══ Raw data ══
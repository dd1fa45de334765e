//! Generator configuration
//!
//! Immutable per-generator settings, plus resolution from the environment.

use std::collections::HashMap;
use std::time::Duration;

use crate::ai::models;
use crate::ai::providers::ProviderId;
use crate::error::{AdapterError, Result};

/// Configuration owned by one content generator
#[derive(Debug, Clone, PartialEq, Default)]
pub struct GeneratorConfig {
    /// Model (or Azure deployment) used when a request does not name one
    pub model: String,
    pub api_key: Option<String>,
    /// Overrides the provider's default base URL
    pub base_url: Option<String>,
    /// Per-request deadline, covering the full response body
    pub timeout: Option<Duration>,
    /// Extra headers sent with every request, applied last
    pub custom_headers: HashMap<String, String>,
    /// Azure `api-version` query value
    pub api_version: Option<String>,
}

impl GeneratorConfig {
    pub fn new(model: impl Into<String>) -> Self {
        Self {
            model: model.into(),
            ..Default::default()
        }
    }

    pub fn with_api_key(mut self, key: impl Into<String>) -> Self {
        self.api_key = Some(key.into());
        self
    }

    pub fn with_base_url(mut self, url: impl Into<String>) -> Self {
        self.base_url = Some(url.into());
        self
    }

    pub fn with_timeout(mut self, timeout: Duration) -> Self {
        self.timeout = Some(timeout);
        self
    }

    pub fn with_header(mut self, name: impl Into<String>, value: impl Into<String>) -> Self {
        self.custom_headers.insert(name.into(), value.into());
        self
    }

    pub fn with_api_version(mut self, version: impl Into<String>) -> Self {
        self.api_version = Some(version.into());
        self
    }

    /// Resolve configuration from process environment variables
    pub fn from_env(provider: ProviderId, requested_model: Option<&str>) -> Result<Self> {
        Self::from_lookup(provider, requested_model, |key| std::env::var(key).ok())
    }

    /// Resolve configuration through an arbitrary variable lookup
    pub fn from_lookup<F>(provider: ProviderId, requested_model: Option<&str>, lookup: F) -> Result<Self>
    where
        F: Fn(&str) -> Option<String>,
    {
        let get = |key: &str| lookup(key).filter(|v| !v.trim().is_empty());
        let requested = requested_model.filter(|m| !m.is_empty());

        let timeout = match get("CUSTOM_TIMEOUT") {
            Some(raw) => Some(Duration::from_millis(raw.trim().parse::<u64>().map_err(
                |_| AdapterError::Config(format!("CUSTOM_TIMEOUT must be milliseconds, got {:?}", raw)),
            )?)),
            None => None,
        };
        let custom_base_url = get("CUSTOM_BASE_URL");

        let mut config = GeneratorConfig {
            timeout,
            ..Default::default()
        };

        match provider {
            ProviderId::OpenAiCompatible => {
                config.api_key = Some(require(&get, "OPENAI_API_KEY", provider)?);
                config.base_url = custom_base_url;
                config.model = get("OPENAI_MODEL")
                    .or_else(|| requested.map(str::to_string))
                    .unwrap_or_else(|| "gpt-4o-mini".to_string());
            }
            ProviderId::Anthropic => {
                config.api_key = Some(require(&get, "ANTHROPIC_API_KEY", provider)?);
                let saved = get("ANTHROPIC_MODEL").filter(|m| models::validate_anthropic_model(m));
                config.model = requested
                    .filter(|m| models::validate_anthropic_model(m))
                    .map(str::to_string)
                    .or(saved)
                    .unwrap_or_else(|| models::default_anthropic_model().to_string());
            }
            ProviderId::LocalLlm => {
                config.api_key = get("LOCAL_LLM_API_KEY");
                config.base_url = custom_base_url;
                config.model = get("LOCAL_LLM_MODEL")
                    .or_else(|| requested.map(str::to_string))
                    .unwrap_or_else(|| "llama3.1:8b".to_string());
            }
            ProviderId::LmStudio => {
                config.base_url = custom_base_url;
                config.model = requested
                    .map(str::to_string)
                    .unwrap_or_else(|| models::default_lm_studio_model().to_string());
            }
            ProviderId::Azure => {
                config.api_key = Some(require(&get, "AZURE_API_KEY", provider)?);
                config.base_url = Some(require(&get, "AZURE_ENDPOINT_URL", provider)?);
                config.api_version = Some(require(&get, "AZURE_API_VERSION", provider)?);
                config.model = requested.map(str::to_string).ok_or_else(|| {
                    AdapterError::Config("Azure requires a model (deployment name)".to_string())
                })?;
            }
        }

        Ok(config)
    }
}

fn require<F>(get: &F, key: &str, provider: ProviderId) -> Result<String>
where
    F: Fn(&str) -> Option<String>,
{
    get(key).ok_or_else(|| {
        AdapterError::Config(format!(
            "{} environment variable is required for the {} provider",
            key,
            provider.key()
        ))
    })
}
═══
Repeat the data exactly. Omit nothing.

repository dd1fa45de334765e
//! Generator configuration
//!
//! Immutable per-generator settings, plus resolution from the environment.

use std::collections::HashMap;
use std::time::Duration;

use crate::ai::models;
use crate::ai::providers::ProviderId;
use crate::error::{AdapterError, Result};

/// Configuration owned by one content generator
#[derive(Debug, Clone, PartialEq, Default)]
pub struct GeneratorConfig {
    /// Model (or Azure deployment) used when a request does not name one
    pub model: String,
    pub api_key: Option<String>,
    /// Overrides the provider's default base URL
    pub base_url: Option<String>,
    /// Per-request deadline, covering the full response body
    pub timeout: Option<Duration>,
    /// Extra headers sent with every request, applied last
    pub custom_headers: HashMap<String, String>,
    /// Azure `api-version` query value
    pub api_version: Option<String>,
}

impl GeneratorConfig {
    pub fn new(model: impl Into<String>) -> Self {
        Self {
            model: model.into(),
            ..Default::default()
        }
    }

    pub fn with_api_key(mut self, key: impl Into<String>) -> Self {
        self.api_key = Some(key.into());
        self
    }

    pub fn with_base_url(mut self, url: impl Into<String>) -> Self {
        self.base_url = Some(url.into());
        self
    }

    pub fn with_timeout(mut self, timeout: Duration) -> Self {
        self.timeout = Some(timeout);
        self
    }

    pub fn with_header(mut self, name: impl Into<String>, value: impl Into<String>) -> Self {
        self.custom_headers.insert(name.into(), value.into());
        self
    }

    pub fn with_api_version(mut self, version: impl Into<String>) -> Self {
        self.api_version = Some(version.into());
        self
    }

    /// Resolve configuration from process environment variables
    pub fn from_env(provider: ProviderId, requested_model: Option<&str>) -> Result<Self> {
        Self::from_lookup(provider, requested_model, |key| std::env::var(key).ok())
    }

    /// Resolve configuration through an arbitrary variable lookup
    pub fn from_lookup<F>(provider: ProviderId, requested_model: Option<&str>, lookup: F) -> Result<Self>
    where
        F: Fn(&str) -> Option<String>,
    {
        let get = |key: &str| lookup(key).filter(|v| !v.trim().is_empty());
        let requested = requested_model.filter(|m| !m.is_empty());

        let timeout = match get("CUSTOM_TIMEOUT") {
            Some(raw) => Some(Duration::from_millis(raw.trim().parse::<u64>().map_err(
                |_| AdapterError::Config(format!("CUSTOM_TIMEOUT must be milliseconds, got {:?}", raw)),
            )?)),
            None => None,
        };
        let custom_base_url = get("CUSTOM_BASE_URL");

        let mut config = GeneratorConfig {
            timeout,
            ..Default::default()
        };

        match provider {
            ProviderId::OpenAiCompatible => {
                config.api_key = Some(require(&get, "OPENAI_API_KEY", provider)?);
                config.base_url = custom_base_url;
                config.model = get("OPENAI_MODEL")
                    .or_else(|| requested.map(str::to_string))
                    .unwrap_or_else(|| "gpt-4o-mini".to_string());
            }
            ProviderId::Anthropic => {
                config.api_key = Some(require(&get, "ANTHROPIC_API_KEY", provider)?);
                let saved = get("ANTHROPIC_MODEL").filter(|m| models::validate_anthropic_model(m));
                config.model = requested
                    .filter(|m| models::validate_anthropic_model(m))
                    .map(str::to_string)
                    .or(saved)
                    .unwrap_or_else(|| models::default_anthropic_model().to_string());
            }
            ProviderId::LocalLlm => {
                config.api_key = get("LOCAL_LLM_API_KEY");
                config.base_url = custom_base_url;
                config.model = get("LOCAL_LLM_MODEL")
                    .or_else(|| requested.map(str::to_string))
                    .unwrap_or_else(|| "llama3.1:8b".to_string());
            }
            ProviderId::LmStudio => {
                config.base_url = custom_base_url;
                config.model = requested
                    .map(str::to_string)
                    .unwrap_or_else(|| models::default_lm_studio_model().to_string());
            }
            ProviderId::Azure => {
                config.api_key = Some(require(&get, "AZURE_API_KEY", provider)?);
                config.base_url = Some(require(&get, "AZURE_ENDPOINT_URL", provider)?);
                config.api_version = Some(require(&get, "AZURE_API_VERSION", provider)?);
                config.model = requested.map(str::to_string).ok_or_else(|| {
                    AdapterError::Config("Azure requires a model (deployment name)".to_string())
                })?;
            }
        }

        Ok(config)
    }
}

fn require<F>(get: &F, key: &str, provider: ProviderId) -> Result<String>
where
    F: Fn(&str) -> Option<String>,
{
    get(key).ok_or_else(|| {
        AdapterError::Config(format!(
            "{} environment variable is required for the {} provider",
            key,
            provider.key()
        ))
    })
}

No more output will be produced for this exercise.